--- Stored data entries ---
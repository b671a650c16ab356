//! Execution oracle: run a linked program and compare what it did against the
//! recorded expectation.

use std::fmt;
use std::path::{Path, PathBuf};

use tracing::debug;

use crate::golden::{GoldenRecord, GoldenStore};
use crate::toolchain::{RunOutput, Toolchain};
use crate::{Error, Result};

/// One aspect in which a run differed from its golden record.
#[derive(Debug, Clone, PartialEq, Eq)]
pub enum Mismatch {
    ReturnCode { expected: i32, actual: Option<i32> },
    Stdout { expected: String, actual: String },
    Stderr(String),
}

impl fmt::Display for Mismatch {
    fn fmt(&self, f: &mut fmt::Formatter<'_>) -> fmt::Result {
        match self {
            Mismatch::ReturnCode {
                expected,
                actual: Some(actual),
            } => write!(f, "Expected return code {expected}, found {actual}"),
            Mismatch::ReturnCode {
                expected,
                actual: None,
            } => write!(f, "Expected return code {expected}, but process was killed by a signal"),
            Mismatch::Stdout { expected, actual } => {
                write!(f, "Expected output {expected:?}, found {actual:?}")
            }
            Mismatch::Stderr(stderr) => write!(f, "Unexpected error output: {stderr}"),
        }
    }
}

#[derive(Debug, Clone, PartialEq, Eq)]
pub struct BehaviorMismatch {
    pub executable: PathBuf,
    pub inputs: Vec<PathBuf>,
    pub mismatches: Vec<Mismatch>,
}

impl fmt::Display for BehaviorMismatch {
    fn fmt(&self, f: &mut fmt::Formatter<'_>) -> fmt::Result {
        writeln!(f, "Incorrect behavior in {}", self.executable.display())?;
        for m in &self.mismatches {
            writeln!(f, "  {m}")?;
        }
        if !self.inputs.is_empty() {
            let inputs: Vec<_> = self.inputs.iter().map(|p| p.display().to_string()).collect();
            write!(f, "Built from: {}", inputs.join(", "))?;
        }
        Ok(())
    }
}

impl std::error::Error for BehaviorMismatch {}

/// Every way in which `actual` departs from `expected`. Empty means the run passed.
pub fn mismatches(expected: &GoldenRecord, actual: &RunOutput) -> Vec<Mismatch> {
    let mut found = Vec::new();
    if actual.code != Some(expected.return_code) {
        found.push(Mismatch::ReturnCode {
            expected: expected.return_code,
            actual: actual.code,
        });
    }
    if actual.stdout != expected.stdout {
        found.push(Mismatch::Stdout {
            expected: expected.stdout.clone(),
            actual: actual.stdout.clone(),
        });
    }
    if !actual.stderr.is_empty() {
        found.push(Mismatch::Stderr(actual.stderr.clone()));
    }
    found
}

/// Compare one run against its golden record.
pub fn compare(
    expected: &GoldenRecord,
    actual: &RunOutput,
) -> std::result::Result<(), BehaviorMismatch> {
    let mismatches = mismatches(expected, actual);
    if mismatches.is_empty() {
        return Ok(());
    }
    Err(BehaviorMismatch {
        executable: actual.executable.clone(),
        inputs: Vec::new(),
        mismatches,
    })
}

/// Link `inputs`, run the result, and check it against the golden record of
/// `program`.
pub fn run_and_compare(
    toolchain: &dyn Toolchain,
    golden: &GoldenStore,
    program: &Path,
    inputs: &[PathBuf],
) -> Result<()> {
    let expected = golden.get(program)?;
    let actual = toolchain.link_and_run(inputs)?;
    debug!(exe = %actual.executable.display(), code = ?actual.code, "ran");
    compare(expected, &actual).map_err(|mut m| {
        m.inputs = inputs.to_vec();
        Error::from(m)
    })
}

/// Run an executable built from `program` alone and check it against the
/// golden record of `program`.
pub fn run_executable(
    toolchain: &dyn Toolchain,
    golden: &GoldenStore,
    program: &Path,
    executable: &Path,
) -> Result<()> {
    let expected = golden.get(program)?;
    let actual = toolchain.run(executable)?;
    debug!(exe = %executable.display(), code = ?actual.code, "ran");
    compare(expected, &actual).map_err(|mut m| {
        m.inputs = vec![program.to_path_buf()];
        Error::from(m)
    })
}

--- YOUR GOAL ---
State how many lines of the records above contain "impl", with no words besides the number.

--- RESULT ---
3